When Family Law Issues Cross Borders
International Family Law (Also Known as International Matrimonial Law)
As the population in Minnesota becomes more global, Barbara, who provides international divorce and matrimonial services, has used her best efforts to serve those who need help with international, as well as interstate, family law. These cases include when a husband and wife live in different countries or when two parents live in two different states or countries. Legal issues cross borders.
A world traveler and internationally recognized lawyer leader, Barbara is conversant with The Hague Convention and the Uniform Child Custody Jurisdiction and Enforcement Act (UCCJEA). She can help facilitate the support of the U.S. Department of State where appropriate.

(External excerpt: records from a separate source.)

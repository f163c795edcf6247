//! The endpoints for logging in and fetching the logged in user.

use axum::{Json, extract::State};
use serde::{Deserialize, Serialize};
use time::OffsetDateTime;

use crate::{
    Error,
    app_state::AuthState,
    auth::{Claims, UserProfile, encode_token},
    extract::JsonOrForm,
};

/// The credentials a client sends to log in.
#[derive(Debug, Deserialize)]
pub struct LogInForm {
    /// Email entered during log-in.
    pub email: String,
    /// Password entered during log-in.
    pub password: String,
}

/// The body returned after registering or logging in.
#[derive(Debug, Serialize)]
pub struct AuthResponse {
    /// A bearer token for the `Authorization` header.
    pub token: String,
    /// The user the token was issued to.
    pub user: UserProfile,
}

/// Handler for log-in requests.
///
/// # Errors
///
/// Returns [Error::InvalidCredentials] if the email does not belong to a
/// registered user or the password is not correct.
pub async fn post_log_in(
    State(state): State<AuthState>,
    JsonOrForm(form): JsonOrForm<LogInForm>,
) -> Result<Json<AuthResponse>, Error> {
    let email = form.email.trim().to_lowercase();

    let user = match state.users.get_by_email(&email).await {
        Ok(user) => user,
        Err(Error::NotFound) => return Err(Error::InvalidCredentials),
        Err(error) => return Err(error),
    };

    if !user.password_hash.verify(&form.password)? {
        return Err(Error::InvalidCredentials);
    }

    let token = encode_token(&user.id, &user.email, OffsetDateTime::now_utc(), &state.jwt_keys)?;

    Ok(Json(AuthResponse {
        token,
        user: user.into(),
    }))
}

/// The response body of [get_me].
#[derive(Debug, Serialize)]
pub struct MeResponse {
    /// The logged in user.
    pub user: UserProfile,
}

/// Get the profile of the user the bearer token was issued to.
///
/// # Errors
///
/// Returns [Error::InvalidToken] if the token is invalid or its user no longer exists.
pub async fn get_me(
    State(state): State<AuthState>,
    claims: Claims,
) -> Result<Json<MeResponse>, Error> {
    let user = state.users.get(&claims.sub).await.map_err(|error| match error {
        Error::NotFound => Error::InvalidToken,
        error => error,
    })?;

    Ok(Json(MeResponse { user: user.into() }))
}

#[cfg(test)]
mod tests {
    use std::sync::Arc;

    use axum::{
        Router,
        http::StatusCode,
        routing::{get, post},
    };
    use axum_test::TestServer;
    use serde_json::{Value, json};

    use crate::{
        app_state::AuthState,
        auth::{JwtKeys, get_me, post_log_in, register_user},
        test_utils::InMemoryUserStore,
    };

    fn server() -> TestServer {
        let state = AuthState {
            users: Arc::new(InMemoryUserStore::default()),
            jwt_keys: JwtKeys::new("foobar"),
            password_cost: 4,
        };
        let app = Router::new()
            .route("/register", post(register_user))
            .route("/login", post(post_log_in))
            .route("/me", get(get_me))
            .with_state(state);

        TestServer::try_new(app).expect("Could not create test server.")
    }

    async fn register(server: &TestServer) {
        server
            .post("/register")
            .json(&json!({
                "email": "test@example.com",
                "password": "averysafeandsecurepassword",
                "name": "Tester",
            }))
            .await
            .assert_status(StatusCode::CREATED);
    }

    #[tokio::test]
    async fn register_log_in_and_fetch_profile() {
        let server = server();
        register(&server).await;

        let response = server
            .post("/login")
            .json(&json!({
                "email": " Test@Example.com",
                "password": "averysafeandsecurepassword",
            }))
            .await;
        response.assert_status_ok();
        let token = response.json::<Value>()["token"]
            .as_str()
            .unwrap()
            .to_owned();

        let response = server.get("/me").authorization_bearer(token).await;

        response.assert_status_ok();
        assert_eq!(response.json::<Value>()["user"]["name"], "Tester");
    }

    #[tokio::test]
    async fn wrong_password_is_unauthorized() {
        let server = server();
        register(&server).await;

        let response = server
            .post("/login")
            .json(&json!({ "email": "test@example.com", "password": "wrongpassword" }))
            .await;

        response.assert_status(StatusCode::UNAUTHORIZED);
        response.assert_json(&json!({ "error": "invalid email or password" }));
    }

    #[tokio::test]
    async fn unknown_email_is_unauthorized() {
        let response = server()
            .post("/login")
            .json(&json!({ "email": "nobody@example.com", "password": "whatever" }))
            .await;

        response.assert_status(StatusCode::UNAUTHORIZED);
    }

    #[tokio::test]
    async fn me_requires_token() {
        server()
            .get("/me")
            .await
            .assert_status(StatusCode::UNAUTHORIZED);
    }
}
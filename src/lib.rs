//! Loopr is the backend for a personal finance web app.
//!
//! This library provides a JSON REST API for registering users, recording
//! transactions and summarizing them, backed by MongoDB. The
//! [ConnectionManager] owns the single database link for the whole process and
//! the server binary drains in-flight requests before closing it.

#![warn(missing_docs)]

pub mod app_state;
pub mod auth;
pub mod config;
pub mod dashboard;
pub mod db;
pub mod endpoints;
mod error;
pub mod export;
pub mod extract;
pub mod import;
pub mod logging;
pub mod middleware;
mod not_found;
pub mod pagination;
mod routing;
mod shutdown;
pub mod transaction;

#[cfg(test)]
mod test_utils;

pub use app_state::AppState;
pub use config::{Environment, ServerArgs, ServerConfig};
pub use db::{ConnectionHooks, ConnectionManager, ConnectionState, log_connection_failure};
pub use error::{Error, GENERIC_ERROR_MESSAGE, InternalErrorDetail};
pub use logging::{add_tracing_layer, setup_logging};
pub use routing::build_router;
pub use shutdown::graceful_shutdown;
//! Transactions: the core model, its storage and the endpoints that expose it.

mod core;
mod create_endpoint;
mod get_endpoint;
mod list_endpoint;
mod query;
mod store;

pub use core::{
    NewTransaction, Transaction, TransactionId, from_unix_millis, parse_instant,
    parse_instant_value, to_unix_millis,
};
pub use create_endpoint::{TransactionForm, create_transaction_endpoint};
pub use get_endpoint::get_transaction_endpoint;
pub use list_endpoint::{TransactionPage, list_categories_endpoint, list_transactions_endpoint};
pub use query::{SortOrder, TransactionFilter, TransactionParams, TransactionQuery};
pub use store::{MongoTransactionStore, TRANSACTION_COLLECTION, TransactionStore};

pub(crate) use store::parse_object_id;
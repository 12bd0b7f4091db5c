//! Back-edge removal that turns an arbitrary relation set into a DAG.

use std::collections::{HashMap, HashSet};

use tracing::warn;

use crate::*;

/// Removes back edges found by a depth-first walk so the remaining edges form
/// a DAG.
///
/// Roots are tried in `nodes` order and neighbours in `edges` order, so the
/// result only depends on input ordering. Each time a neighbour is found on
/// the current path, the first surviving edge between the pair is dropped.
/// Parallel edges that participate in the same cycle are only dropped one
/// per encounter; the result is acyclic but not necessarily a simple graph.
///
/// Edges whose endpoints are not in `nodes` are tolerated. An edge whose
/// source is never reached by the walk is always kept.
pub fn break_cycles(nodes: &[Node], edges: &[Edge]) -> Vec<Edge> {
    let adjacency = adjacency(edges);
    let mut removed = vec![false; edges.len()];
    let mut on_path: HashSet<&str> = HashSet::new();
    let mut visited: HashSet<&str> = HashSet::new();

    for node in nodes {
        let root = node.id.as_str();
        if visited.contains(root) {
            continue;
        }

        // (node id, index of the next outgoing edge to inspect)
        let mut stack: Vec<(&str, usize)> = vec![(root, 0)];
        on_path.insert(root);
        visited.insert(root);

        while let Some(frame) = stack.last_mut() {
            let (current, cursor) = *frame;
            let outgoing = adjacency.get(current).map(Vec::as_slice).unwrap_or(&[]);

            let Some(&edge_idx) = outgoing.get(cursor) else {
                on_path.remove(current);
                stack.pop();
                continue;
            };
            frame.1 += 1;

            let neighbour = edges[edge_idx].target.as_str();
            if on_path.contains(neighbour) {
                let candidate = outgoing
                    .iter()
                    .copied()
                    .find(|&idx| !removed[idx] && edges[idx].target == neighbour);
                if let Some(idx) = candidate {
                    warn!(
                        edge = %edges[idx].id,
                        "cycle detected and broken: edge from {current} to {neighbour} removed"
                    );
                    removed[idx] = true;
                }
            }

            if visited.insert(neighbour) {
                on_path.insert(neighbour);
                stack.push((neighbour, 0));
            }
        }
    }

    edges
        .iter()
        .zip(removed)
        .filter(|(_, removed)| !removed)
        .map(|(edge, _)| edge.clone())
        .collect()
}

/// Returns the node ids along one directed cycle, if the graph has any.
///
/// The first id is repeated implicitly: `["a", "b"]` means `a → b → a`.
pub fn find_cycle(nodes: &[Node], edges: &[Edge]) -> Option<Vec<String>> {
    let adjacency = adjacency(edges);
    let mut visited: HashSet<&str> = HashSet::new();

    let roots = nodes
        .iter()
        .map(|node| node.id.as_str())
        .chain(edges.iter().map(|edge| edge.source.as_str()));

    for root in roots {
        if visited.contains(root) {
            continue;
        }

        let mut path: Vec<&str> = vec![root];
        let mut on_path: HashMap<&str, usize> = HashMap::from([(root, 0)]);
        let mut cursors: Vec<usize> = vec![0];
        visited.insert(root);

        while let Some(&current) = path.last() {
            let depth = path.len() - 1;
            let outgoing = adjacency.get(current).map(Vec::as_slice).unwrap_or(&[]);

            let Some(&edge_idx) = outgoing.get(cursors[depth]) else {
                on_path.remove(current);
                path.pop();
                cursors.pop();
                continue;
            };
            cursors[depth] += 1;

            let neighbour = edges[edge_idx].target.as_str();
            if let Some(&start) = on_path.get(neighbour) {
                return Some(path[start..].iter().map(|id| id.to_string()).collect());
            }
            if visited.insert(neighbour) {
                on_path.insert(neighbour, path.len());
                path.push(neighbour);
                cursors.push(0);
            }
        }
    }

    None
}

pub fn is_acyclic(nodes: &[Node], edges: &[Edge]) -> bool {
    find_cycle(nodes, edges).is_none()
}

fn adjacency(edges: &[Edge]) -> HashMap<&str, Vec<usize>> {
    let mut adjacency: HashMap<&str, Vec<usize>> = HashMap::new();
    for (idx, edge) in edges.iter().enumerate() {
        adjacency.entry(edge.source.as_str()).or_default().push(idx);
    }
    adjacency
}

#[cfg(test)]
mod tests {
    use super::*;
    use proptest::prelude::*;

    fn nodes(ids: &[&str]) -> Vec<Node> {
        ids.iter().map(|id| Node::new(*id, *id, DEFAULT_NODE_KIND)).collect()
    }

    fn edges(pairs: &[(&str, &str)]) -> Vec<Edge> {
        pairs
            .iter()
            .enumerate()
            .map(|(idx, (from, to))| Edge::new(format!("e{idx}"), *from, *to))
            .collect()
    }

    fn ids(edges: &[Edge]) -> Vec<&str> {
        edges.iter().map(|edge| edge.id.as_str()).collect()
    }

    #[test]
    fn keeps_acyclic_input_untouched() {
        let nodes = nodes(&["A", "B", "C"]);
        let input = edges(&[("A", "B"), ("B", "C")]);
        assert_eq!(break_cycles(&nodes, &input), input);
    }

    #[test]
    fn removes_self_loop() {
        let nodes = nodes(&["A"]);
        let input = edges(&[("A", "A")]);
        assert!(break_cycles(&nodes, &input).is_empty());
    }

    #[test]
    fn breaks_triangle_by_dropping_closing_edge() {
        let nodes = nodes(&["A", "B", "C"]);
        let input = edges(&[("A", "B"), ("B", "C"), ("C", "A")]);
        let output = break_cycles(&nodes, &input);

        assert_eq!(output.len(), 2);
        assert_eq!(ids(&output), vec!["e0", "e1"]);
        assert!(is_acyclic(&nodes, &output));
    }

    #[test]
    fn root_order_decides_which_edge_goes() {
        let nodes = nodes(&["B", "A"]);
        let input = edges(&[("A", "B"), ("B", "A")]);
        let output = break_cycles(&nodes, &input);
        assert_eq!(ids(&output), vec!["e1"]);
    }

    #[test]
    fn covers_disconnected_components() {
        let nodes = nodes(&["A", "B", "C", "D", "E"]);
        let input = edges(&[("A", "B"), ("B", "A"), ("C", "D"), ("D", "C")]);
        let output = break_cycles(&nodes, &input);
        assert_eq!(ids(&output), vec!["e0", "e2"]);
    }

    #[test]
    fn removes_each_parallel_back_edge_it_walks() {
        let nodes = nodes(&["A", "B"]);
        let input = edges(&[("A", "B"), ("B", "A"), ("B", "A")]);
        let output = break_cycles(&nodes, &input);
        assert_eq!(ids(&output), vec!["e0"]);
    }

    #[test]
    fn keeps_parallel_forward_edges() {
        let nodes = nodes(&["A", "B"]);
        let input = edges(&[("A", "B"), ("A", "B"), ("B", "A")]);
        let output = break_cycles(&nodes, &input);
        assert_eq!(ids(&output), vec!["e0", "e1"]);
    }

    #[test]
    fn tolerates_dangling_endpoints() {
        let nodes = nodes(&["A", "B"]);
        let input = edges(&[("A", "B"), ("B", "ghost"), ("phantom", "A")]);
        let output = break_cycles(&nodes, &input);
        assert_eq!(output, input);
    }

    #[test]
    fn survives_deep_chains_without_recursion() {
        let count = 50_000;
        let ids: Vec<String> = (0..count).map(|idx| format!("n{idx}")).collect();
        let nodes: Vec<Node> = ids.iter().map(|id| Node::new(id, id, "x")).collect();
        let mut input: Vec<Edge> = ids
            .windows(2)
            .enumerate()
            .map(|(idx, pair)| Edge::new(format!("e{idx}"), &pair[0], &pair[1]))
            .collect();
        input.push(Edge::new("back", &ids[count - 1], &ids[0]));

        let output = break_cycles(&nodes, &input);
        assert_eq!(output.len(), count - 1);
        assert!(output.iter().all(|edge| edge.id != "back"));
    }

    #[test]
    fn find_cycle_reports_path() {
        let nodes = nodes(&["A", "B", "C"]);
        let input = edges(&[("A", "B"), ("B", "C"), ("C", "B")]);
        assert_eq!(find_cycle(&nodes, &input), Some(vec!["B".to_string(), "C".to_string()]));
        assert_eq!(
            find_cycle(&nodes, &edges(&[("A", "A")])),
            Some(vec!["A".to_string()])
        );
        assert_eq!(find_cycle(&nodes, &edges(&[("A", "B")])), None);
    }

    fn arb_graph() -> impl Strategy<Value = (Vec<Node>, Vec<Edge>)> {
        (1usize..12).prop_flat_map(|count| {
            prop::collection::vec((0..count, 0..count), 0..40).prop_map(move |pairs| {
                let nodes: Vec<Node> = (0..count)
                    .map(|idx| Node::new(format!("n{idx}"), format!("node {idx}"), "x"))
                    .collect();
                let edges: Vec<Edge> = pairs
                    .into_iter()
                    .enumerate()
                    .map(|(idx, (from, to))| {
                        Edge::new(format!("e{idx}"), format!("n{from}"), format!("n{to}"))
                    })
                    .collect();
                (nodes, edges)
            })
        })
    }

    proptest! {
        #[test]
        fn output_is_always_acyclic((nodes, edges) in arb_graph()) {
            let output = break_cycles(&nodes, &edges);
            prop_assert!(is_acyclic(&nodes, &output));
        }

        #[test]
        fn output_is_ordered_subset((nodes, edges) in arb_graph()) {
            let output = break_cycles(&nodes, &edges);
            let mut remaining = edges.iter();
            for kept in &output {
                prop_assert!(remaining.any(|edge| edge == kept));
            }
        }

        #[test]
        fn acyclic_input_passes_through((nodes, edges) in arb_graph()) {
            let forward: Vec<Edge> = edges
                .into_iter()
                .filter(|edge| edge.source < edge.target)
                .collect();
            prop_assert_eq!(break_cycles(&nodes, &forward), forward);
        }
    }
}
use anyhow::{Result, bail};
use serde::{Deserialize, Serialize};
use std::str::FromStr;

pub mod cycles;
pub mod json;
pub mod layout;
pub mod model;
pub mod text;
pub mod view;

pub use cycles::*;
pub use json::*;
pub use layout::*;
pub use model::*;
pub use text::*;
pub use view::*;

pub const NODE_WIDTH: f32 = 200.0;
pub const NODE_BASE_HEIGHT: f32 = 40.0;
pub const NODE_LINE_HEIGHT: f32 = 20.0;
pub const NODE_CHARS_PER_LINE: usize = 25;
pub const NODE_SEPARATION: f32 = 120.0;
pub const RANK_SEPARATION: f32 = 180.0;
pub const EDGE_SEPARATION: f32 = 10.0;
pub const ORDERING_PASSES: usize = 8;
pub const MAX_LINE_SPAN: u32 = 10_000;
pub const DEFAULT_NODE_KIND: &str = "default";
pub const DEFAULT_GRAPH_TITLE: &str = "Generated Graph";
pub const EDGE_STROKE_NEUTRAL: &str = "#A0AEC0";
pub const EDGE_STROKE_POSITIVE: &str = "#48BB78";
pub const EDGE_STROKE_NEGATIVE: &str = "#F56565";

#[derive(Debug, Clone, Copy, PartialEq, Eq, Hash, Default, Serialize, Deserialize)]
pub enum Direction {
    #[default]
    #[serde(rename = "TB", alias = "TD")]
    TopDown,
    #[serde(rename = "LR")]
    LeftRight,
    #[serde(rename = "BT")]
    BottomTop,
    #[serde(rename = "RL")]
    RightLeft,
}

impl Direction {
    pub fn as_token(&self) -> &'static str {
        match self {
            Direction::TopDown => "TB",
            Direction::LeftRight => "LR",
            Direction::BottomTop => "BT",
            Direction::RightLeft => "RL",
        }
    }

    /// Ranks advance along the x axis.
    pub fn is_horizontal(&self) -> bool {
        matches!(self, Direction::LeftRight | Direction::RightLeft)
    }

    /// Ranks advance toward the origin.
    pub fn is_reversed(&self) -> bool {
        matches!(self, Direction::BottomTop | Direction::RightLeft)
    }
}

impl FromStr for Direction {
    type Err = anyhow::Error;

    fn from_str(raw: &str) -> Result<Self> {
        let direction = match raw.trim().to_ascii_uppercase().as_str() {
            "TB" | "TD" => Direction::TopDown,
            "LR" => Direction::LeftRight,
            "BT" => Direction::BottomTop,
            "RL" => Direction::RightLeft,
            other => bail!("unsupported rank direction '{other}' (expected TB, BT, LR or RL)"),
        };
        Ok(direction)
    }
}

impl std::fmt::Display for Direction {
    fn fmt(&self, f: &mut std::fmt::Formatter<'_>) -> std::fmt::Result {
        f.write_str(self.as_token())
    }
}

#[derive(Debug, Clone, PartialEq, Serialize, Deserialize)]
pub struct Node {
    pub id: String,
    pub label: String,
    #[serde(rename = "type", default = "default_node_kind")]
    pub kind: String,
    #[serde(default, skip_serializing_if = "Option::is_none")]
    pub source_quote: Option<String>,
    #[serde(default, skip_serializing_if = "Option::is_none")]
    pub source_lines: Option<String>,
    #[serde(default)]
    pub has_children: bool,
}

fn default_node_kind() -> String {
    DEFAULT_NODE_KIND.to_string()
}

impl Node {
    pub fn new(id: impl Into<String>, label: impl Into<String>, kind: impl Into<String>) -> Self {
        Self {
            id: id.into(),
            label: label.into(),
            kind: kind.into(),
            source_quote: None,
            source_lines: None,
            has_children: false,
        }
    }

    pub fn with_provenance(mut self, quote: Option<String>, lines: Option<String>) -> Self {
        self.source_quote = quote;
        self.source_lines = lines;
        self
    }
}

#[derive(Debug, Clone, PartialEq, Serialize, Deserialize)]
pub struct Edge {
    pub id: String,
    pub source: String,
    pub target: String,
    #[serde(default, skip_serializing_if = "Option::is_none")]
    pub label: Option<String>,
    #[serde(default, skip_serializing_if = "Option::is_none")]
    pub strength: Option<EdgeStrength>,
    #[serde(default, skip_serializing_if = "Option::is_none")]
    pub nature: Option<EdgeNature>,
}

impl Edge {
    pub fn new(id: impl Into<String>, source: impl Into<String>, target: impl Into<String>) -> Self {
        Self {
            id: id.into(),
            source: source.into(),
            target: target.into(),
            label: None,
            strength: None,
            nature: None,
        }
    }

    pub fn with_label(mut self, label: impl Into<String>) -> Self {
        self.label = Some(label.into());
        self
    }

    pub fn is_self_loop(&self) -> bool {
        self.source == self.target
    }

    pub fn style(&self) -> EdgeStyle {
        let stroke = match self.nature {
            Some(EdgeNature::Positive) => EDGE_STROKE_POSITIVE,
            Some(EdgeNature::Negative) => EDGE_STROKE_NEGATIVE,
            _ => EDGE_STROKE_NEUTRAL,
        };
        let (stroke_width, dashed) = match self.strength {
            Some(EdgeStrength::Strong) => (3.0, false),
            Some(EdgeStrength::Weak) => (1.0, true),
            _ => (2.0, false),
        };
        EdgeStyle {
            stroke,
            stroke_width,
            dashed,
        }
    }
}

#[derive(Debug, Clone, Copy, PartialEq, Eq, Serialize, Deserialize)]
#[serde(rename_all = "lowercase")]
pub enum EdgeStrength {
    #[serde(alias = "forte")]
    Strong,
    #[serde(alias = "moderada")]
    Moderate,
    #[serde(alias = "fraca")]
    Weak,
}

#[derive(Debug, Clone, Copy, PartialEq, Eq, Serialize, Deserialize)]
#[serde(rename_all = "lowercase")]
pub enum EdgeNature {
    #[serde(alias = "positiva")]
    Positive,
    #[serde(alias = "negativa")]
    Negative,
    #[serde(alias = "neutra")]
    Neutral,
}

#[derive(Debug, Clone, Copy, PartialEq, Serialize)]
pub struct EdgeStyle {
    pub stroke: &'static str,
    pub stroke_width: f32,
    pub dashed: bool,
}

#[derive(Debug, Clone, Copy, PartialEq, Default, Serialize, Deserialize)]
pub struct Point {
    pub x: f32,
    pub y: f32,
}

#[derive(Debug, Clone, Copy, PartialEq, Default, Serialize)]
pub struct CanvasSize {
    pub width: f32,
    pub height: f32,
}

#[derive(Debug, Clone, PartialEq, Serialize)]
pub struct PositionedNode {
    #[serde(flatten)]
    pub node: Node,
    /// Top-left corner.
    pub position: Point,
    pub width: f32,
    pub height: f32,
}

impl PositionedNode {
    pub fn center(&self) -> Point {
        Point {
            x: self.position.x + self.width / 2.0,
            y: self.position.y + self.height / 2.0,
        }
    }
}

#[cfg(test)]
mod tests {
    use super::*;

    #[test]
    fn parses_direction_tokens() {
        let cases = [
            ("TB", Direction::TopDown),
            ("td", Direction::TopDown),
            ("LR", Direction::LeftRight),
            (" bt ", Direction::BottomTop),
            ("RL", Direction::RightLeft),
        ];

        for (input, expected) in cases {
            assert_eq!(input.parse::<Direction>().unwrap(), expected, "direction mismatch for {input}");
        }
        assert!("diagonal".parse::<Direction>().is_err());
    }

    #[test]
    fn accepts_portuguese_edge_qualifiers() {
        let edge: Edge = serde_json::from_str(
            r#"{"id":"e1","source":"a","target":"b","strength":"forte","nature":"negativa"}"#,
        )
        .unwrap();
        assert_eq!(edge.strength, Some(EdgeStrength::Strong));
        assert_eq!(edge.nature, Some(EdgeNature::Negative));

        let round = serde_json::to_value(&edge).unwrap();
        assert_eq!(round["strength"], "strong");
        assert_eq!(round["nature"], "negative");
    }

    #[test]
    fn edge_style_follows_strength_and_nature() {
        let mut edge = Edge::new("e", "a", "b");
        assert_eq!(
            edge.style(),
            EdgeStyle {
                stroke: EDGE_STROKE_NEUTRAL,
                stroke_width: 2.0,
                dashed: false
            }
        );

        edge.nature = Some(EdgeNature::Positive);
        edge.strength = Some(EdgeStrength::Weak);
        let style = edge.style();
        assert_eq!(style.stroke, EDGE_STROKE_POSITIVE);
        assert_eq!(style.stroke_width, 1.0);
        assert!(style.dashed);

        edge.nature = Some(EdgeNature::Negative);
        edge.strength = Some(EdgeStrength::Strong);
        let style = edge.style();
        assert_eq!(style.stroke, EDGE_STROKE_NEGATIVE);
        assert_eq!(style.stroke_width, 3.0);
    }

    #[test]
    fn node_kind_defaults_when_missing() {
        let node: Node = serde_json::from_str(r#"{"id":"n","label":"N"}"#).unwrap();
        assert_eq!(node.kind, DEFAULT_NODE_KIND);
        assert!(!node.has_children);
    }
}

Barbara is the past President of the U.S. National Committee for the Paris-based Union Internationale des Avocats (UIA). This is a venerable international association of lawyers who commonly communicate in English, French, and Spanish.
Gislason is aware of the procedures for starting actions and serving parties living outside of Minnesota or the U.S. Barbara has developed a network of professionals who may help support her efforts across the country and abroad. For example, she works closely with immigration lawyers, as well as family law specialists.
Barbara can help with international relocation, including preparing the application. Be aware that an international move may impact custody or claims of child abduction. There could be issues regarding habitual residence, a child’s best interests, and physical and psychological abuse. She can utilize her network to identify necessary experts, including foreign law experts, to testify about the existence and scope of child-related rights. Relocation could impact whether a prenuptial agreement is enforceable, and/or whether separate property or nonmarital property claims are recognized.
Barbara can help you move quickly in cases where time is of the essence. She can facilitate your preparation of claims and identify what evidence and documents will promote your position before, as well as after, the hearing. Gislason urges her clients to gather as much supporting evidence as they can from as many sources as possible. She recommends developing a case where your position is supported by overwhelming evidence.